Уважали за то, что несмотря на запреты цензуры, он не скрывал своей любви к произведениям писателя Корсакова, некогда местной знаменитости, о которой с теплом отзывался сам Чехов, в Москву его звал, но тот в любимом Саратове оставался, чем все горожане очень гордились. Теперь же книги Корсакова были изъяты из публичных библиотек, и даже имя его предпочитали не упоминать. Только не Иван Никифорович. Этот запросто мог взять и наизусть прочитать на публике что-нибудь из неодобряемого писателя, какой-нибудь рассказ, отрывок, монолог.

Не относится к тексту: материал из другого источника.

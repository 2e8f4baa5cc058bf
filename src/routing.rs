//! Edge geometry: boundary port selection and path computation.
//!
//! Ports and paths are pure functions of the two endpoint rectangles, so a
//! caller recomputes them whenever either node moves instead of patching
//! stale geometry.

use crate::model::{Point, Rect, RouteStyle};

/// Eight compass attachment points on a node boundary.
#[derive(Debug, Clone, Copy, PartialEq, Eq)]
pub enum Compass {
    North,
    NorthEast,
    East,
    SouthEast,
    South,
    SouthWest,
    West,
    NorthWest,
}

pub const COMPASS_POINTS: [Compass; 8] = [
    Compass::North,
    Compass::NorthEast,
    Compass::East,
    Compass::SouthEast,
    Compass::South,
    Compass::SouthWest,
    Compass::West,
    Compass::NorthWest,
];

impl Compass {
    pub fn position_on(&self, rect: &Rect) -> Point {
        let cx = rect.x + rect.width / 2.0;
        let cy = rect.y + rect.height / 2.0;
        match self {
            Compass::North => Point::new(cx, rect.y),
            Compass::NorthEast => Point::new(rect.right(), rect.y),
            Compass::East => Point::new(rect.right(), cy),
            Compass::SouthEast => Point::new(rect.right(), rect.bottom()),
            Compass::South => Point::new(cx, rect.bottom()),
            Compass::SouthWest => Point::new(rect.x, rect.bottom()),
            Compass::West => Point::new(rect.x, cy),
            Compass::NorthWest => Point::new(rect.x, rect.y),
        }
    }
}

/// All eight boundary ports of a rectangle.
pub fn boundary_ports(rect: &Rect) -> [(Compass, Point); 8] {
    COMPASS_POINTS.map(|side| (side, side.position_on(rect)))
}

/// The boundary port closest to `toward` (i.e. facing it).
pub fn nearest_port(rect: &Rect, toward: Point) -> (Compass, Point) {
    let mut best = (Compass::North, Compass::North.position_on(rect));
    let mut best_dist = f32::MAX;
    for (side, point) in boundary_ports(rect) {
        let dist = point.distance_to(toward);
        if dist < best_dist {
            best_dist = dist;
            best = (side, point);
        }
    }
    best
}

/// Geometric path of a routed edge.
#[derive(Debug, Clone, PartialEq)]
pub enum EdgePath {
    Polyline(Vec<Point>),
    Cubic {
        start: Point,
        c1: Point,
        c2: Point,
        end: Point,
    },
}

impl EdgePath {
    pub fn start(&self) -> Point {
        match self {
            EdgePath::Polyline(points) => points[0],
            EdgePath::Cubic { start, .. } => *start,
        }
    }

    pub fn end(&self) -> Point {
        match self {
            EdgePath::Polyline(points) => points[points.len() - 1],
            EdgePath::Cubic { end, .. } => *end,
        }
    }
}

/// Route an edge between two node rectangles.
///
/// Each endpoint attaches at the boundary port nearest the other node's
/// center. Orthogonal routes make a single 90° turn, going
/// horizontal-first when the horizontal delta dominates.
pub fn route_edge(source: &Rect, target: &Rect, style: RouteStyle) -> EdgePath {
    let (_, start) = nearest_port(source, target.center());
    let (_, end) = nearest_port(target, source.center());
    match style {
        RouteStyle::Straight => EdgePath::Polyline(vec![start, end]),
        RouteStyle::Orthogonal => {
            let dx = end.x - start.x;
            let dy = end.y - start.y;
            let bend = if dx.abs() >= dy.abs() {
                Point::new(end.x, start.y)
            } else {
                Point::new(start.x, end.y)
            };
            // Collinear endpoints need no bend point.
            if (bend.x - start.x).abs() < f32::EPSILON && (bend.y - start.y).abs() < f32::EPSILON
                || (bend.x - end.x).abs() < f32::EPSILON && (bend.y - end.y).abs() < f32::EPSILON
            {
                EdgePath::Polyline(vec![start, end])
            } else {
                EdgePath::Polyline(vec![start, bend, end])
            }
        }
        RouteStyle::Curved => {
            let span = end.x - start.x;
            EdgePath::Cubic {
                start,
                c1: Point::new(start.x + span / 3.0, start.y),
                c2: Point::new(start.x + span * 2.0 / 3.0, end.y),
                end,
            }
        }
    }
}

Кроме того, Иван Никифорович состоял в очень хорошем приятельстве с тем самым поэтом Стриковым, сохранявшим дореволюционный облик, который выступал в свое время в клубе и которого бог знает почему не трогала советская власть. Где бы они ни появлялись, в какой бы разговор ни вступали, – всегда им сопутствовало особое трепетное уважение. Трепетное настолько, что стоило какому-нибудь незадачливому балагуру посмеяться над этой колоритной парочкой – маленьким Стриковым с розовой лысинкой и высоким Иваном Никифоровичем с великолепной шевелюрой, – шутника зашикивали, а иной раз аккуратно выталкивали подальше от своих любимчиков, чтобы можно было полностью сосредоточиться на рассуждениях этих двоих. И надо сказать, рассуждения эти сопровождались такой ясностью, отточенностью мысли, добрым юмором, что внимать им, к немалому огорчению беспомощных «оппонентов», становилось для слушателей истинным блаженством. Мало того, оба этих почтенных господина, снискавших на редкость благополучную по тем временам жизнь, находили и время, и силы интересоваться творчеством молодых дарований. Кстати, именно благодаря им Саратов узнал в свое время Костю Чащина.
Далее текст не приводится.